Comme le soutient la défense, au fondement du principe de légalité se trouve l'exigence que l'interdiction pénale soit claire, explicite et connue à l'avance, et de là se pose la question de savoir si une personne raisonnable peut comprendre que l'acte est interdit.
Lorsqu'une personne prête allégeance à une organisation terroriste meurtrière, adopte son argot et sa terminologie, et consomme ses manuels de combat, elle ne peut pas prétendre « Je ne savais pas que c'était interdit. » La combinaison de la détermination (expression) avec les actions préliminaires et celles qui suivent rend l'interdiction claire. Le prévenu n'est pas un « lecteur innocent » de la loi, c'est une personne qui a pris une décision, après un long processus d'assimilation, sous la forme d'une consommation obsessionnelle à la dépendance de diverses formes de tromperie sous leurs teintes meurtrières – de se mettre à la disposition d'un système meurtrier, et par conséquent, je ne vois pas comment le principe de légalité devrait servir de couverture pour que le « discret » rejoigne une organisation terroriste.

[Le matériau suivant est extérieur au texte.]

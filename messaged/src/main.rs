use std::path::PathBuf;
use std::sync::Arc;

use anyhow::{Context, anyhow};
use clap::{Parser, Subcommand};
use messages_core::{Normalizer, StateStore, load_config};
use tokio::io::{AsyncBufReadExt, AsyncWriteExt, BufReader};
use tokio::net::UnixStream;
use tracing::info;

use messaged::adapters::gmail::GmailConfig;
use messaged::adapters::{DiscordAdapter, GmailAdapter, SignalAdapter, TelegramAdapter, WhatsappAdapter};
use messaged::{DesktopNotifyAdapter, HealthMonitor, NotificationDispatcher, NotifyAdapter, Orchestrator, PidFile, PlatformAdapter, PlatformManager};

#[derive(Parser, Debug)]
#[command(name = "messaged", version, about = "Unified messaging daemon")]
struct Cli {
    #[command(subcommand)]
    command: Option<Command>,
}

#[derive(Subcommand, Debug)]
enum Command {
    /// Start the daemon and block until shutdown.
    Serve(ServeArgs),
    /// Print the effective configuration as JSON.
    PrintConfig(ServeArgs),
    /// Query daemon status over the control socket.
    Status(ClientArgs),
    /// Query daemon health over the control socket.
    Health(ClientArgs),
    /// Ask the running daemon to shut down.
    Stop(ClientArgs),
}

#[derive(clap::Args, Debug)]
struct ServeArgs {
    #[arg(long, default_value = "config/messaged.toml")]
    config: PathBuf,
}

#[derive(clap::Args, Debug)]
struct ClientArgs {
    #[arg(long, default_value = "/tmp/messages-daemon.sock")]
    socket: PathBuf,
}

#[tokio::main]
async fn main() -> anyhow::Result<()> {
    init_tracing();

    let cli = Cli::parse();
    match cli.command.unwrap_or(Command::Serve(ServeArgs {
        config: PathBuf::from("config/messaged.toml"),
    })) {
        Command::Serve(args) => serve(args).await,
        Command::PrintConfig(args) => print_config(args),
        Command::Status(args) => client_request(args, "status").await,
        Command::Health(args) => client_request(args, "health").await,
        Command::Stop(args) => client_request(args, "stop").await,
    }
}

fn init_tracing() {
    let filter = tracing_subscriber::EnvFilter::try_from_default_env()
        .unwrap_or_else(|_| tracing_subscriber::EnvFilter::new("info"));
    tracing_subscriber::fmt()
        .with_env_filter(filter)
        .with_target(false)
        .compact()
        .init();
}

fn print_config(args: ServeArgs) -> anyhow::Result<()> {
    let config = load_config(&args.config)
        .with_context(|| format!("failed to load config from {}", args.config.display()))?;
    println!("{}", serde_json::to_string_pretty(&config)?);
    Ok(())
}

async fn client_request(args: ClientArgs, kind: &str) -> anyhow::Result<()> {
    let stream = UnixStream::connect(&args.socket)
        .await
        .with_context(|| format!("failed to connect to {}", args.socket.display()))?;
    let (read_half, mut write_half) = stream.into_split();
    let mut lines = BufReader::new(read_half).lines();

    let request = serde_json::json!({ "type": kind });
    let mut payload = serde_json::to_vec(&request)?;
    payload.push(b'\n');
    write_half.write_all(&payload).await?;

    match lines.next_line().await? {
        Some(line) => {
            let value: serde_json::Value = serde_json::from_str(&line)?;
            println!("{}", serde_json::to_string_pretty(&value)?);
            Ok(())
        }
        None => Err(anyhow!("daemon closed the connection without responding")),
    }
}

async fn serve(args: ServeArgs) -> anyhow::Result<()> {
    let config = load_config(&args.config)
        .with_context(|| format!("failed to load config from {}", args.config.display()))?;

    let _pid_file = PidFile::acquire(&config.ipc.pid_file_path)
        .with_context(|| format!("failed to acquire pid file {}", config.ipc.pid_file_path))?;

    let store = Arc::new(
        StateStore::open(&config.storage.state_db_path)
            .with_context(|| format!("failed to open state store at {}", config.storage.state_db_path))?,
    );
    let normalizer = Arc::new(Normalizer::new(store.clone()));

    let desktop: Option<Arc<dyn NotifyAdapter>> = if config.notify.desktop_enabled {
        Some(Arc::new(DesktopNotifyAdapter))
    } else {
        None
    };
    let notify = Arc::new(NotificationDispatcher::new(
        config.notify.log_path.clone(),
        config.notify.dedup_window_ms,
        config.notify.log_rotate_bytes,
        desktop,
    ));

    let (adapter_tx, adapter_rx) = tokio::sync::mpsc::channel(256);
    let manager = Arc::new(PlatformManager::new(
        config.platforms.priority.clone(),
        config.platforms.backoff_schedule_ms.clone(),
        config.platforms.max_reconnect_attempts,
        adapter_tx,
    ));

    register_adapters(&manager, &config.storage.state_dir).await;

    let (health_tx, health_rx) = tokio::sync::mpsc::channel(256);
    let health_monitor = Arc::new(HealthMonitor::new(
        manager.clone(),
        config.health.stale_threshold_ms,
        config.health.error_window_ms,
        config.health.max_errors_before_unhealthy,
        health_tx,
    ));

    let (shutting_down_tx, shutting_down_rx) = tokio::sync::watch::channel(false);

    let orchestrator = Arc::new(Orchestrator::new(
        manager.clone(),
        health_monitor.clone(),
        notify.clone(),
        store.clone(),
        normalizer.clone(),
        std::process::id(),
        shutting_down_tx,
    ));

    orchestrator.start().await;

    let event_loop_orchestrator = orchestrator.clone();
    let event_loop_handle = tokio::spawn(async move {
        event_loop_orchestrator
            .run_event_loop(adapter_rx, health_rx)
            .await;
    });

    let health_check_interval_ms = config.health.check_interval_ms;
    let health_run_rx = shutting_down_rx.clone();
    let health_handle = tokio::spawn(async move {
        health_monitor.run(health_check_interval_ms, health_run_rx).await;
    });

    let ipc_socket = PathBuf::from(&config.ipc.socket_path);
    let ipc_orchestrator = orchestrator.clone();
    let ipc_shutdown_rx = shutting_down_rx.clone();
    let ipc_handle = tokio::spawn(async move {
        if let Err(e) = messaged::ipc::serve(ipc_socket, ipc_orchestrator, ipc_shutdown_rx).await {
            tracing::error!(error = %e, "ipc server exited with error");
        }
    });

    info!("messaged started");
    wait_for_shutdown_signal().await?;
    info!("shutdown signal received");

    orchestrator.stop().await;
    let _ = health_handle.await;
    let _ = ipc_handle.await;
    let _ = event_loop_handle.await;

    Ok(())
}

async fn register_adapters(manager: &Arc<PlatformManager>, state_dir: &str) {
    manager
        .register(Arc::new(SignalAdapter::from_env(&format!(
            "{state_dir}/signal-cli.sock"
        ))) as Arc<dyn PlatformAdapter>)
        .await;
    manager
        .register(Arc::new(WhatsappAdapter::new(state_dir)) as Arc<dyn PlatformAdapter>)
        .await;

    if let Some(discord) = DiscordAdapter::from_env() {
        manager.register(Arc::new(discord) as Arc<dyn PlatformAdapter>).await;
    } else {
        tracing::info!("DISCORD_BOT_TOKEN not set, discord adapter disabled");
    }

    if let Some(telegram) = TelegramAdapter::from_env() {
        manager.register(Arc::new(telegram) as Arc<dyn PlatformAdapter>).await;
    } else {
        tracing::info!("TELEGRAM_BOT_TOKEN not set, telegram adapter disabled");
    }

    if let Some(gmail_config) = GmailConfig::from_env() {
        manager
            .register(Arc::new(GmailAdapter::new(gmail_config)) as Arc<dyn PlatformAdapter>)
            .await;
    } else {
        tracing::info!("GMAIL_IMAP_* not set, gmail adapter disabled");
    }
}

async fn wait_for_shutdown_signal() -> anyhow::Result<()> {
    let mut sigterm = tokio::signal::unix::signal(tokio::signal::unix::SignalKind::terminate())?;
    let mut sigint = tokio::signal::unix::signal(tokio::signal::unix::SignalKind::interrupt())?;
    let mut sighup = tokio::signal::unix::signal(tokio::signal::unix::SignalKind::hangup())?;

    tokio::select! {
        _ = sigterm.recv() => info!("received SIGTERM"),
        _ = sigint.recv() => info!("received SIGINT"),
        _ = sighup.recv() => info!("received SIGHUP"),
    }
    Ok(())
}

L'avocat du prévenu a raison, la loi ne punit pas les pensées ni les hallucinations, mais le principe de légalité n'exige pas que le législateur précise un quelconque type de cérémonie ou de serment, mais plutôt qu'il en définisse l'essence, et l'essence est d'appartenir – « un membre du peuple ».
L'appartenance à une organisation terroriste est une « infraction de statut » fondée sur l'appartenance, donc la combinaison d'actes sous forme de consommation obsessionnelle et de possession de moyens de combat en termes d'entraînement opérationnel, l'adoption du snage et de la terminologie de l'EI, et le serment d'allégeance à un autre dirigeant de Da'ar'ar (Bi'a) – transforme cette pensée en une identité fonctionnelle.